[Saved data entries]
BEGIN

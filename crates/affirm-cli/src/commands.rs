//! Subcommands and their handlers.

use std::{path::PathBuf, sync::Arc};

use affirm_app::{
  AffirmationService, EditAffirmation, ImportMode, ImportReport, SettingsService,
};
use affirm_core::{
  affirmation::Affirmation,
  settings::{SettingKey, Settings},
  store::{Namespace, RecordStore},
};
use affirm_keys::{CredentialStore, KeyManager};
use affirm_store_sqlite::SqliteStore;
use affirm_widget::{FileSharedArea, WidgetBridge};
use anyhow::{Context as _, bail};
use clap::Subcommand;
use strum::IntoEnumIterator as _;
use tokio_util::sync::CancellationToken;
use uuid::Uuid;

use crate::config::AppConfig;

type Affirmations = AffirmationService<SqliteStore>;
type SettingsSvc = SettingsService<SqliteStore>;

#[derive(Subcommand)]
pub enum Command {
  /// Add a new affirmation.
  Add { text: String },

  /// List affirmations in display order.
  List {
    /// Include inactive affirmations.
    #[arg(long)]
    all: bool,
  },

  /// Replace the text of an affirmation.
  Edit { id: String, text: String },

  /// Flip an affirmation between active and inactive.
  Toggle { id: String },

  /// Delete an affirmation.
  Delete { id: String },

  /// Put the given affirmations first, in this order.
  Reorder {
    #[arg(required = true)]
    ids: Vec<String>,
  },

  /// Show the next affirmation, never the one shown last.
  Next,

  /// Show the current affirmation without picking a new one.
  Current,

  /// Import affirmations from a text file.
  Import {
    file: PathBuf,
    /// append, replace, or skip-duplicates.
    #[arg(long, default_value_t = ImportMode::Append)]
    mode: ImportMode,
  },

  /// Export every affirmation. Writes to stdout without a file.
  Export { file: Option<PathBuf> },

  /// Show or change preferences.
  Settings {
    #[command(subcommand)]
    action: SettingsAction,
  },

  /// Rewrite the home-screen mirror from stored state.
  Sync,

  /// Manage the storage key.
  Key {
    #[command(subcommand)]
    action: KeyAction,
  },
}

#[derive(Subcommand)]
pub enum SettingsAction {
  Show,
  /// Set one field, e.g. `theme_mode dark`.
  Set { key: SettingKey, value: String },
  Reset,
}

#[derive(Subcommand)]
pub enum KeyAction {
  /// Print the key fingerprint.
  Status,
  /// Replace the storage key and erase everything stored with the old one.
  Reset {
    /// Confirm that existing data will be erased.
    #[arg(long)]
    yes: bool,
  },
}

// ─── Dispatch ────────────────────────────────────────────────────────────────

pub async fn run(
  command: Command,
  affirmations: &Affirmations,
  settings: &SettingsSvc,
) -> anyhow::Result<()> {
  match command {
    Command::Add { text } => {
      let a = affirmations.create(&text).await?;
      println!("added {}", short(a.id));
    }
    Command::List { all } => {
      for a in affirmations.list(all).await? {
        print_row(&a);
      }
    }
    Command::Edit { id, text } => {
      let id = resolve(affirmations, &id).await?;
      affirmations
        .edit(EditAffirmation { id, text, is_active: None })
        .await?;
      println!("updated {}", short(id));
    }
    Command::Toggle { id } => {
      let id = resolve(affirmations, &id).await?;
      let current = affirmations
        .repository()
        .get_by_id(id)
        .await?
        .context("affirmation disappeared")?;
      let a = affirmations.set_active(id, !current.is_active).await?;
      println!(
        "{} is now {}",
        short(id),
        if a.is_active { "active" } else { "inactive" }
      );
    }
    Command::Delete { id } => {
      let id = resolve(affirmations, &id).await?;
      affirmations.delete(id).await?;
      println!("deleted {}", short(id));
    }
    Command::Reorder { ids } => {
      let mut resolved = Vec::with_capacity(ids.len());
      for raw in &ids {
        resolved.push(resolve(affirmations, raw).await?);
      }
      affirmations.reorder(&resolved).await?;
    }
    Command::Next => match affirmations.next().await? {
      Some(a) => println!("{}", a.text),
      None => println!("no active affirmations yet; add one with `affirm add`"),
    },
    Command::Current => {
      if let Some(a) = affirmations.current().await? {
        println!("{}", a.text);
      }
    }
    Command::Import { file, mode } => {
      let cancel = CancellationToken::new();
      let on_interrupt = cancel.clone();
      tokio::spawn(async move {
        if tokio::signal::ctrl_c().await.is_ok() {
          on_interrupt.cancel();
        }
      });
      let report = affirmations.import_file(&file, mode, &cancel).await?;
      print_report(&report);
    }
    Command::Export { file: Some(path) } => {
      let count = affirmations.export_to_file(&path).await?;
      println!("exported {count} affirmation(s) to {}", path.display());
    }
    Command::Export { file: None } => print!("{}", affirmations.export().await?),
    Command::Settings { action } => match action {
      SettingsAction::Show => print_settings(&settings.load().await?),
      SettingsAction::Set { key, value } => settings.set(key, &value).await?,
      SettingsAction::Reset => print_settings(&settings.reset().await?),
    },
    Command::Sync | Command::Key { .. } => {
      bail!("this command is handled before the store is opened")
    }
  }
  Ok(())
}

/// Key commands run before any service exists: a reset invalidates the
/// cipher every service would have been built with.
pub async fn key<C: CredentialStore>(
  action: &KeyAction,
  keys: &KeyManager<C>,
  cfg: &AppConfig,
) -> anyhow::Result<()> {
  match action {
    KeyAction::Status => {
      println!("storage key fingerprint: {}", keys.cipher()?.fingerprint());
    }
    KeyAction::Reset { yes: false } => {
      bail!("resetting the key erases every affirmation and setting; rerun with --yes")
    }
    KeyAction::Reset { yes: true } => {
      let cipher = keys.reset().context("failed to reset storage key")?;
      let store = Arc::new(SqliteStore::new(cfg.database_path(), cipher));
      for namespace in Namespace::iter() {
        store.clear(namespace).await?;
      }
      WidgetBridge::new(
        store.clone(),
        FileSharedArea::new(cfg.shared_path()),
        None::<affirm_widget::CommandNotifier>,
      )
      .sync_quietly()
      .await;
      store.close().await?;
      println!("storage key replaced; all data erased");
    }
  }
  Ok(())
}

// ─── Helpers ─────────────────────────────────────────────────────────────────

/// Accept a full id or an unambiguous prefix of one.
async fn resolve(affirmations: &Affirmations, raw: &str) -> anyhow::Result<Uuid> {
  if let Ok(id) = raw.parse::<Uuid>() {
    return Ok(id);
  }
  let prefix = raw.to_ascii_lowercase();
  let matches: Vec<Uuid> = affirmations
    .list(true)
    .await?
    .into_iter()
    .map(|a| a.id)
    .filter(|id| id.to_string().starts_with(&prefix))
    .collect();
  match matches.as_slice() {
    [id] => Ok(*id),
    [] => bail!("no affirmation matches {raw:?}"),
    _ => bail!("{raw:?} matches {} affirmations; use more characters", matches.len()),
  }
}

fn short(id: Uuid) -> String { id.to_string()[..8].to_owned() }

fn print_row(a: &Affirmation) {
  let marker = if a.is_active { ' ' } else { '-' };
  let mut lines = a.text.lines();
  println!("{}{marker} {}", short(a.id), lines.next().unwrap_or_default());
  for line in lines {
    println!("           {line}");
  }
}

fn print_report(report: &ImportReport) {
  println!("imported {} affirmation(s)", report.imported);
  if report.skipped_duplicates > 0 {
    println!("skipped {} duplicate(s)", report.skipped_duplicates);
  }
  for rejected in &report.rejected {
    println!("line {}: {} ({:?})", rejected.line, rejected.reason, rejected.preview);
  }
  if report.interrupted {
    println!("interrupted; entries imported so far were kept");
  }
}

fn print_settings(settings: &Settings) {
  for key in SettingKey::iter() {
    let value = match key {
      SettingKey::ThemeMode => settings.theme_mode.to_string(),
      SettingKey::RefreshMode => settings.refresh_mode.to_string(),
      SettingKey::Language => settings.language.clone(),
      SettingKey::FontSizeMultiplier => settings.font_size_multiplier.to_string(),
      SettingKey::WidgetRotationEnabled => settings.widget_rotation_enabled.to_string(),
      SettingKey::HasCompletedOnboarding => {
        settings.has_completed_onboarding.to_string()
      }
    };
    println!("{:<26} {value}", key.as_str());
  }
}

END

Go through the records above and copy every line holding the word "Show".

  /// Show the next affirmation, never the one shown last.
  /// Show the current affirmation without picking a new one.
  /// Show or change preferences.
  Show,
      SettingsAction::Show => print_settings(&settings.load().await?),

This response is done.